Data for review
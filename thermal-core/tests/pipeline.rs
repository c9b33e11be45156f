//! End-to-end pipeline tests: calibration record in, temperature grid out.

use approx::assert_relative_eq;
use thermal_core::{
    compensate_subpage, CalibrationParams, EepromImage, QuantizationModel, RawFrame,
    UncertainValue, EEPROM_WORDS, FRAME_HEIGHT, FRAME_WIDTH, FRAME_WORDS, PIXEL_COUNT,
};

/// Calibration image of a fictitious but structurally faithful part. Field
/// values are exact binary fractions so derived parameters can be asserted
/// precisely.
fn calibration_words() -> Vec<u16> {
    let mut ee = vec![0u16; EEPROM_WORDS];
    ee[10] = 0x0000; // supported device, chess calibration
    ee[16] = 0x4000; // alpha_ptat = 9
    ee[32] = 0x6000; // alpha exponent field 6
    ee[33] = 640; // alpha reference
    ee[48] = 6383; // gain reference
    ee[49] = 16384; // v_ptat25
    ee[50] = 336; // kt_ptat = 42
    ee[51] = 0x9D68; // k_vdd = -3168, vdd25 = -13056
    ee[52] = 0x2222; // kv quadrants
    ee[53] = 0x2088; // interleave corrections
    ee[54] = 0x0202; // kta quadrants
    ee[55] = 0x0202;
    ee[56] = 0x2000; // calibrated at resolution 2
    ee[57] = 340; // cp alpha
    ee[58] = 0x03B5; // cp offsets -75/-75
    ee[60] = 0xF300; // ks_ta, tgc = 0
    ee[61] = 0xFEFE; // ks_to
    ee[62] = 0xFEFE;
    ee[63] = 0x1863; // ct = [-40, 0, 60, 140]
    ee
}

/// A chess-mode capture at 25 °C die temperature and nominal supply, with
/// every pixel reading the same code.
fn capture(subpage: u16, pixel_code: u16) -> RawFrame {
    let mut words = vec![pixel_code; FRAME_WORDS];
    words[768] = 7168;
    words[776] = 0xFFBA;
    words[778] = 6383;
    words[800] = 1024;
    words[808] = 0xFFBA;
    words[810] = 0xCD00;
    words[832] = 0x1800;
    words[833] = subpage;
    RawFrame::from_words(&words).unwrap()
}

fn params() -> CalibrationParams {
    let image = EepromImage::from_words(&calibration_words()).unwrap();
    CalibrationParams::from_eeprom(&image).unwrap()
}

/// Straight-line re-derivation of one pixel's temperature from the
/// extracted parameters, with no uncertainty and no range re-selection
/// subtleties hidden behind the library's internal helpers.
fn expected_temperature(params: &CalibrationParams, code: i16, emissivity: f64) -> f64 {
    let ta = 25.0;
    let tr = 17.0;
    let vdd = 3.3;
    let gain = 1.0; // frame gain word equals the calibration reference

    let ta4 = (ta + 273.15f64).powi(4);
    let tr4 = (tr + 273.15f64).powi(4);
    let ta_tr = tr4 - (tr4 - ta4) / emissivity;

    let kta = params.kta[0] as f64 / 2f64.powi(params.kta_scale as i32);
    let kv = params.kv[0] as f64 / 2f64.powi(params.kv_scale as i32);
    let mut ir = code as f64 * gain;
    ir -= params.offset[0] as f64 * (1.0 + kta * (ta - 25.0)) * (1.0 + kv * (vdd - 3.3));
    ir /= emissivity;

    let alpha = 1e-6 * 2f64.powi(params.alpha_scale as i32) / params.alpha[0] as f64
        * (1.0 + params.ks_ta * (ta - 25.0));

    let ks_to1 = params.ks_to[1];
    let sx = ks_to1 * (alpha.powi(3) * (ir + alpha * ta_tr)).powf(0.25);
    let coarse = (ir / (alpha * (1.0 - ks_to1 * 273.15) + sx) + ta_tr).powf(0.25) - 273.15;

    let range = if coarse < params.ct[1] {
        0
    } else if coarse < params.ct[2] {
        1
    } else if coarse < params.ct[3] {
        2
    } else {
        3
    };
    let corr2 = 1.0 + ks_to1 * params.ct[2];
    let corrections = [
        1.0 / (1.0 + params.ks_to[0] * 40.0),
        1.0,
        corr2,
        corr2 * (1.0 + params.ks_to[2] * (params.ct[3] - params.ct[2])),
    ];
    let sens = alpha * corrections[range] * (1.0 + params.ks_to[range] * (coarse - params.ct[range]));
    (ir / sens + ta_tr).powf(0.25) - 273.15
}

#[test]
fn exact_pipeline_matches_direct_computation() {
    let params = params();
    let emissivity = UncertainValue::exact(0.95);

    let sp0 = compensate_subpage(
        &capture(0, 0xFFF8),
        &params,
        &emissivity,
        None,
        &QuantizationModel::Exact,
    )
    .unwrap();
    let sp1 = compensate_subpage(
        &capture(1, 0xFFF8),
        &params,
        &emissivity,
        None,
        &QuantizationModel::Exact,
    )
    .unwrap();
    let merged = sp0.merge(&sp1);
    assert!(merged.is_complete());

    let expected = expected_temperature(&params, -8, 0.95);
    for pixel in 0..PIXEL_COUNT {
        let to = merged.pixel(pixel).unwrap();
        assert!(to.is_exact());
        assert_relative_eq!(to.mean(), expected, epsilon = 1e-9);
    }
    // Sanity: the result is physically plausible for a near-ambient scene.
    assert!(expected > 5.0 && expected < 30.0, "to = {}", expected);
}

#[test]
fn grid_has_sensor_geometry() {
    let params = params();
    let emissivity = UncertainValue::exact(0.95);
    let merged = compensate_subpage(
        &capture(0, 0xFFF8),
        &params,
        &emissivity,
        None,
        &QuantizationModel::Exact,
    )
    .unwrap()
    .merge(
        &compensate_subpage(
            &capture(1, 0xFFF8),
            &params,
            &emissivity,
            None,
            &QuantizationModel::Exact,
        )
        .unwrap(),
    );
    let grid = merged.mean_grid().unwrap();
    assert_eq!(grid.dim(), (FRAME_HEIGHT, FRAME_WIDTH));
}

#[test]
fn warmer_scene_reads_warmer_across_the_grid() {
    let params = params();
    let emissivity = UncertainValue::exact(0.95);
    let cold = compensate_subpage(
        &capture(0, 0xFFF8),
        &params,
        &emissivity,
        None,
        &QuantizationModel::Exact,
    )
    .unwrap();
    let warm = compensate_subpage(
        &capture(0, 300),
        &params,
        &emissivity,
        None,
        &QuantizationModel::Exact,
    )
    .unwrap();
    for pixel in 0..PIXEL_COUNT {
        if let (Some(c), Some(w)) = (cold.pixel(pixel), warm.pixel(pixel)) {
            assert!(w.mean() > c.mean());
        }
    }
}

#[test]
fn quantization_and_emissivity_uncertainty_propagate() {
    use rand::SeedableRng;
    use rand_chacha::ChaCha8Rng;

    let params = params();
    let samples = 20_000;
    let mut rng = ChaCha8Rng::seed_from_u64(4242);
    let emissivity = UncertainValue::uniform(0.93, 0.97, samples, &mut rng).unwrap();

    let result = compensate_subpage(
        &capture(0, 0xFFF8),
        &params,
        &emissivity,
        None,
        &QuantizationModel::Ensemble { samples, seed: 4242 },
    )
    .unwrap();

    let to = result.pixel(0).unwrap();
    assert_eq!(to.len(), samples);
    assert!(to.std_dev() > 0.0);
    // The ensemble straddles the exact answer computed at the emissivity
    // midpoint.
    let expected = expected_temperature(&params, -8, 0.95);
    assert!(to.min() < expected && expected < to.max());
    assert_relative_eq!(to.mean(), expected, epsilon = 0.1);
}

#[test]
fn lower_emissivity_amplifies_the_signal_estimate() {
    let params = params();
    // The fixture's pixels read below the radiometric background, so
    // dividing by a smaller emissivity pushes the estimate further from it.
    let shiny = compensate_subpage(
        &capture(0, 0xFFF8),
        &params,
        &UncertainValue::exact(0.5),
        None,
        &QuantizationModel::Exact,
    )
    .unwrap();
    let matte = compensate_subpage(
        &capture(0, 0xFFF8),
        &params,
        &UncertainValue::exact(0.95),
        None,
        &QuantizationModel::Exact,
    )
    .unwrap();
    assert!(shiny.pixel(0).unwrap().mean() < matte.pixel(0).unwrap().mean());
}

Your instructions
When you reach the line containing "ee[53] = 0x2088;" in the data above, start copying exactly, and stop after the line containing "the same code.".

Result of this exercise
    ee[53] = 0x2088; // interleave corrections
    ee[54] = 0x0202; // kta quadrants
    ee[55] = 0x0202;
    ee[56] = 0x2000; // calibrated at resolution 2
    ee[57] = 340; // cp alpha
    ee[58] = 0x03B5; // cp offsets -75/-75
    ee[60] = 0xF300; // ks_ta, tgc = 0
    ee[61] = 0xFEFE; // ks_to
    ee[62] = 0xFEFE;
    ee[63] = 0x1863; // ct = [-40, 0, 60, 140]
    ee
}

/// A chess-mode capture at 25 °C die temperature and nominal supply, with
/// every pixel reading the same code.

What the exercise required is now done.